- [Data for review]
::::::::::
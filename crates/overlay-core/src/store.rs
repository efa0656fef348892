//! Parameter store.
//!
//! Owns the authoritative id → record map. Other components read through the
//! accessors and mutate only through the operations here; nothing else may
//! alias the map.

use crate::convert;
use crate::editor::LiveEditor;
use overlay_model::{id_suffix, IdAllocator, OverlayId, ParameterRecord};
use std::collections::HashMap;

#[derive(Debug, Default)]
pub struct ParameterStore {
    map: HashMap<OverlayId, ParameterRecord>,
}

impl ParameterStore {
    pub fn new() -> Self {
        Self::default()
    }

    /// Bulk-load records and derive the allocator's next-id counter.
    ///
    /// Scans ids minted under the allocator's prefix and sets the counter to
    /// one past the highest numeric suffix. Records with foreign or
    /// unparseable ids are stored but do not influence the counter. Empty
    /// input is a no-op.
    pub fn initialize(&mut self, records: Vec<ParameterRecord>, allocator: &mut IdAllocator) {
        if records.is_empty() {
            return;
        }
        let mut max_suffix = None;
        for record in records {
            if let Some(suffix) = id_suffix(&record.id, allocator.prefix()) {
                max_suffix = Some(max_suffix.map_or(suffix, |m: u64| m.max(suffix)));
            }
            self.map.insert(record.id.clone(), record);
        }
        if let Some(max) = max_suffix {
            allocator.set_next(max + 1);
        }
    }

    /// Convert and insert a record for a newly observed live instance.
    ///
    /// Returns `None` when a record already exists for the id (duplicate
    /// creation notifications are routine) or when conversion fails.
    pub fn create(&mut self, editor: &LiveEditor) -> Option<&ParameterRecord> {
        if self.map.contains_key(&editor.id) {
            return None;
        }
        let Some(record) = convert::to_record(editor) else {
            tracing::warn!(id = %editor.id, kind = ?editor.kind(), "editor cannot be converted, dropping create");
            return None;
        };
        self.map.insert(editor.id.clone(), record);
        self.map.get(&editor.id)
    }

    /// Re-derive and overwrite the record for a modified live instance.
    ///
    /// A converted record whose id disagrees with the live instance's id is
    /// an invariant violation; the operation aborts and nothing is stored.
    pub fn update(&mut self, editor: &LiveEditor) -> Option<&ParameterRecord> {
        let Some(record) = convert::to_record(editor) else {
            tracing::warn!(id = %editor.id, kind = ?editor.kind(), "editor cannot be converted, dropping update");
            return None;
        };
        if record.id != editor.id {
            tracing::warn!(editor_id = %editor.id, record_id = %record.id, "id mismatch, dropping update");
            return None;
        }
        self.map.insert(editor.id.clone(), record);
        self.map.get(&editor.id)
    }

    /// Delete the record for a destroyed live instance, returning it so the
    /// lifecycle bridge can fire the delete intent. Absent ids are a no-op.
    pub fn remove(&mut self, editor: &LiveEditor) -> Option<ParameterRecord> {
        self.map.remove(&editor.id)
    }

    pub fn get(&self, id: &str) -> Option<&ParameterRecord> {
        self.map.get(id)
    }

    /// Flip a record's visibility flag. Returns false for absent ids.
    pub fn set_hidden(&mut self, id: &str, hidden: bool) -> bool {
        match self.map.get_mut(id) {
            Some(record) => {
                record.hidden = hidden;
                true
            }
            None => false,
        }
    }

    /// Read-only iteration over all records.
    pub fn iter(&self) -> impl Iterator<Item = &ParameterRecord> {
        self.map.values()
    }

    pub fn len(&self) -> usize {
        self.map.len()
    }

    pub fn is_empty(&self) -> bool {
        self.map.is_empty()
    }
}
::::::::::
- [Problem to solve] Transcribe the lines above precisely, keeping each one unchanged.

- [Response]
filename crates/overlay-core/src/store.rs
repository efa0656fef348892
//! Parameter store.
//!
//! Owns the authoritative id → record map. Other components read through the
//! accessors and mutate only through the operations here; nothing else may
//! alias the map.

use crate::convert;
use crate::editor::LiveEditor;
use overlay_model::{id_suffix, IdAllocator, OverlayId, ParameterRecord};
use std::collections::HashMap;

#[derive(Debug, Default)]
pub struct ParameterStore {
    map: HashMap<OverlayId, ParameterRecord>,
}

impl ParameterStore {
    pub fn new() -> Self {
        Self::default()
    }

    /// Bulk-load records and derive the allocator's next-id counter.
    ///
    /// Scans ids minted under the allocator's prefix and sets the counter to
    /// one past the highest numeric suffix. Records with foreign or
    /// unparseable ids are stored but do not influence the counter. Empty
    /// input is a no-op.
    pub fn initialize(&mut self, records: Vec<ParameterRecord>, allocator: &mut IdAllocator) {
        if records.is_empty() {
            return;
        }
        let mut max_suffix = None;
        for record in records {
            if let Some(suffix) = id_suffix(&record.id, allocator.prefix()) {
                max_suffix = Some(max_suffix.map_or(suffix, |m: u64| m.max(suffix)));
            }
            self.map.insert(record.id.clone(), record);
        }
        if let Some(max) = max_suffix {
            allocator.set_next(max + 1);
        }
    }

    /// Convert and insert a record for a newly observed live instance.
    ///
    /// Returns `None` when a record already exists for the id (duplicate
    /// creation notifications are routine) or when conversion fails.
    pub fn create(&mut self, editor: &LiveEditor) -> Option<&ParameterRecord> {
        if self.map.contains_key(&editor.id) {
            return None;
        }
        let Some(record) = convert::to_record(editor) else {
            tracing::warn!(id = %editor.id, kind = ?editor.kind(), "editor cannot be converted, dropping create");
            return None;
        };
        self.map.insert(editor.id.clone(), record);
        self.map.get(&editor.id)
    }

    /// Re-derive and overwrite the record for a modified live instance.
    ///
    /// A converted record whose id disagrees with the live instance's id is
    /// an invariant violation; the operation aborts and nothing is stored.
    pub fn update(&mut self, editor: &LiveEditor) -> Option<&ParameterRecord> {
        let Some(record) = convert::to_record(editor) else {
            tracing::warn!(id = %editor.id, kind = ?editor.kind(), "editor cannot be converted, dropping update");
            return None;
        };
        if record.id != editor.id {
            tracing::warn!(editor_id = %editor.id, record_id = %record.id, "id mismatch, dropping update");
            return None;
        }
        self.map.insert(editor.id.clone(), record);
        self.map.get(&editor.id)
    }

    /// Delete the record for a destroyed live instance, returning it so the
    /// lifecycle bridge can fire the delete intent. Absent ids are a no-op.
    pub fn remove(&mut self, editor: &LiveEditor) -> Option<ParameterRecord> {
        self.map.remove(&editor.id)
    }

    pub fn get(&self, id: &str) -> Option<&ParameterRecord> {
        self.map.get(id)
    }

    /// Flip a record's visibility flag. Returns false for absent ids.
    pub fn set_hidden(&mut self, id: &str, hidden: bool) -> bool {
        match self.map.get_mut(id) {
            Some(record) => {
                record.hidden = hidden;
                true
            }
            None => false,
        }
    }

    /// Read-only iteration over all records.
    pub fn iter(&self) -> impl Iterator<Item = &ParameterRecord> {
        self.map.values()
    }

    pub fn len(&self) -> usize {
        self.map.len()
    }

    pub fn is_empty(&self) -> bool {
        self.map.is_empty()
    }
}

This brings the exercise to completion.